At last Monday’s meeting an African-American pastor shared his story of growing up in Jefferson Davis’ hometown in Kentucky.  Years and years ago his grandfather’s brother was charged with looking at a white woman and arrested.  That night a mob descended upon the jail, took him out into the public square, and lynched him.  He talked about what it was like to be a star basketball player on a high school team whose mascot was a rebel who ran around the gym waving a Confederate flag.  He spoke with pride about enlisting in the Marines and being placed in charge of his platoon.  He talked about his call to the ministry and the great clergy he served under before coming to the church he presently pastors. 

The simple act of “sitting at his feet” has changed how I will view him going forward and it has changed me.  He gave a gift to me and to the other pastors present and all we had to do to receive it was to listen.

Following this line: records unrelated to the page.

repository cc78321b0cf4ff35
//! Service key domain model
//!
//! A service key is an opaque per-repository credential that authorizes
//! build triggers for that repository.

use chrono::{DateTime, Utc};
use serde::{Deserialize, Serialize};
use sha2::{Digest, Sha256};

/// Credential authorizing a repository to request builds
#[derive(Debug, Clone, PartialEq, Eq, Serialize, Deserialize)]
#[serde(rename_all = "camelCase")]
pub struct ServiceKey {
    pub repository: String,

    /// Hex encoded secret handed to the repository owner
    pub key: String,

    pub created_at: DateTime<Utc>,
}

impl ServiceKey {
    /// Storage key under which the credential of `repository` is kept
    pub fn storage_key(repository: &str) -> String {
        hex::encode(Sha256::digest(repository.as_bytes()))
    }

    /// Derives a key value from raw random material
    pub fn from_entropy(repository: &str, entropy: &[u8]) -> Self {
        Self {
            repository: repository.to_string(),
            key: hex::encode(Sha256::digest(entropy)),
            created_at: Utc::now(),
        }
    }
}
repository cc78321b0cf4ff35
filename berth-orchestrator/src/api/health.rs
//! Health Check API Handler

use axum::{http::StatusCode, response::IntoResponse};

/// GET /health
pub async fn health_check() -> impl IntoResponse {
    (StatusCode::OK, "OK")
}
use sqlx::{PgPool, postgres::PgPoolOptions};
use std::time::Duration;

pub async fn create_pool(database_url: &str) -> Result<PgPool, sqlx::Error> {
    PgPoolOptions::new()
        .max_connections(10)
        .acquire_timeout(Duration::from_secs(5))
        .connect(database_url)
        .await
}

pub async fn run_migrations(pool: &PgPool) -> Result<(), sqlx::Error> {
    // One table holds every collection
    sqlx::query(
        r#"
        CREATE TABLE IF NOT EXISTS kv_store (
            collection VARCHAR(64) NOT NULL,
            key VARCHAR(255) NOT NULL,
            value JSONB NOT NULL,
            updated_at TIMESTAMPTZ NOT NULL,
            PRIMARY KEY (collection, key)
        )
        "#,
    )
    .execute(pool)
    .await?;

    tracing::info!("Database migrations completed successfully");
    Ok(())
}
//! Berth HTTP Client
//!
//! A type-safe HTTP client for the Berth orchestrator API, used by the CLI.
//!
//! # Example
//!
//! ```no_run
//! use berth_client::OrchestratorClient;
//!
//! #[tokio::main]
//! async fn main() -> berth_client::Result<()> {
//!     let client = OrchestratorClient::new("http://localhost:8080");
//!
//!     let accepted = client.build("acme/site", None).await?;
//!     println!("Building {}", accepted.id);
//!     Ok(())
//! }
//! ```

pub mod error;
mod keys;
mod services;

pub use error::{ClientError, Result};

use reqwest::Client;
use serde::de::DeserializeOwned;

/// HTTP client for the Berth orchestrator API
///
/// Endpoints are grouped into:
/// - Service operations (build, list, start, stop, delete, reboot)
/// - Proxy reload
/// - Service key registration
#[derive(Debug, Clone)]
pub struct OrchestratorClient {
    /// Base URL of the orchestrator (e.g., "http://localhost:8080")
    base_url: String,
    /// HTTP client instance
    client: Client,
}

impl OrchestratorClient {
    /// Create a new orchestrator client
    ///
    /// # Arguments
    /// * `base_url` - The base URL of the orchestrator API (e.g., "http://localhost:8080")
    pub fn new(base_url: impl Into<String>) -> Self {
        Self::with_client(base_url, Client::new())
    }

    /// Create a new orchestrator client with a custom HTTP client
    ///
    /// This allows you to configure timeouts, proxies, TLS settings, etc.
    pub fn with_client(base_url: impl Into<String>, client: Client) -> Self {
        let base_url = base_url.into();
        Self {
            base_url: base_url.trim_end_matches('/').to_string(),
            client,
        }
    }

    /// Get the base URL of the orchestrator
    pub fn base_url(&self) -> &str {
        &self.base_url
    }

    fn url(&self, path: &str) -> String {
        format!("{}{}", self.base_url, path)
    }

    // =============================================================================
    // Response Handlers
    // =============================================================================

    /// Handle an API response and deserialize JSON
    async fn handle_response<T: DeserializeOwned>(&self, response: reqwest::Response) -> Result<T> {
        let status = response.status();

        if !status.is_success() {
            let error_text = response
                .text()
                .await
                .unwrap_or_else(|_| "Unknown error".to_string());
            return Err(ClientError::api_error(status.as_u16(), error_text));
        }

        response
            .json()
            .await
            .map_err(|e| ClientError::ParseError(format!("Failed to parse JSON response: {}", e)))
    }

    /// Handle an API response that returns no content (e.g., DELETE operations)
    async fn handle_empty_response(&self, response: reqwest::Response) -> Result<()> {
        let status = response.status();

        if !status.is_success() {
            let error_text = response
                .text()
                .await
                .unwrap_or_else(|_| "Unknown error".to_string());
            return Err(ClientError::api_error(status.as_u16(), error_text));
        }

        Ok(())
    }
}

The psychologist Karl Menniger observed,

“Listening is a magnetic and strange thing, a creative force.  The friends who listen to us are the ones we move toward.  When we are listened to, it creates us, makes us unfold and expand.”  

I think this is exactly what is happening in our group of clergy. 

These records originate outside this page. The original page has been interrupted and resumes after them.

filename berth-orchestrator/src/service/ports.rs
//! Port allocation
//!
//! Rejection sampling over an open interval: draw a random candidate, accept
//! it if no known service holds it. Fine while the range is sparse relative to
//! the number of services; bounded so an exhausted range fails instead of
//! spinning.

use rand::Rng;
use std::collections::HashSet;

/// Draws up to `attempts` candidates from the open interval `(min, max)`
///
/// Returns the first candidate not in `taken`, or `None` if every draw collided.
pub fn allocate_port<R: Rng>(
    rng: &mut R,
    (min, max): (u16, u16),
    taken: &HashSet<u16>,
    attempts: u32,
) -> Option<u16> {
    if max <= min.saturating_add(1) {
        return None;
    }

    (0..attempts)
        .map(|_| rng.random_range(min + 1..max))
        .find(|candidate| !taken.contains(candidate))
}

Brené Brown says, “If we can share our story with someone who responds with empathy and understanding, shame can’t survive.”  To shame I would add naked racism.  What our country needs to do right now if stop, pray, and listen to one another.  If we do this then how we speak and how we act will change.  Don’t take my word for it.  It comes straight from Jesus.  He said to Martha that Mary has chosen the better thing, so quite busying yourself with all of your distractions and make some time to listen. 

I agree with President Obama when he says America is not as divided as it appears, but I would add we are more distant one to another than we imagine.  It is possible to be more emotionally connected to a person a thousand miles away who you have never met than to any person living within a thousand feet of you.  As I said last week the most effective place for us to make change is right here in our local community. 

I hope in the coming weeks and months our interracial clergy group will continue to grow together and then find ways to invite our flocks to join us as we grow in authentic Christian fellowship.  Do you know what our next big move is?  Can I let you on our grand idea to begin the transformation America so desperately craves?  It does not involve translating original Greek, chanting biblical laments in the public square, or channeling the lives of saints who have come before.  No.  It is even bigger than all this.  We have rented a park shelter to come together on a Saturday afternoon in September for a cookout!  “What should we say” one pastor asked, “when people ask us what we are doing to change Suffolk?”  I said, “Tell them we are planning a cookout!” 

Pray for us – not because we can’t get along.  We can.  Pray for us because we clergy are used to showing up at parish pot-lucks and feeding off the casseroles of others as we listen to the cares and concerns of the various members of our flock.  I dare say for me it will be the first cookout in years where I better bring something good to eat!  Pray for me!

The writer Ralph Nichols contends, “The most basic of all human needs is the need to understand and be understood [and the] best way to understand people is to listen to them.”  Bryant McGill adds, “One of the most sincere forms of respect is actually listening to what another has to say.”  So yes, I hope folks like the salad or side dish I bring to the cookout, but even more important I hope they sense I want to listen to them.

Where and when can you listen to another person, especially a person whose experience is completely different from yours – especially and including the experience of race?  One of the great opportunities of our time is how the horrific events of the past few weeks, months, and years, have opened the door to honest conversation and listening.  This kind of conversation is not about proving I am right while you are wrong.  Rather, it looks like the honest sharing of one’s story and respectful, empathic listening.  Who might you reach out to to invite into conversation?  Now more than ever, people are open to the risk of being honest if and when they sense even slightly the other person sincerely wants to listen in order to learn.  Where can you begin?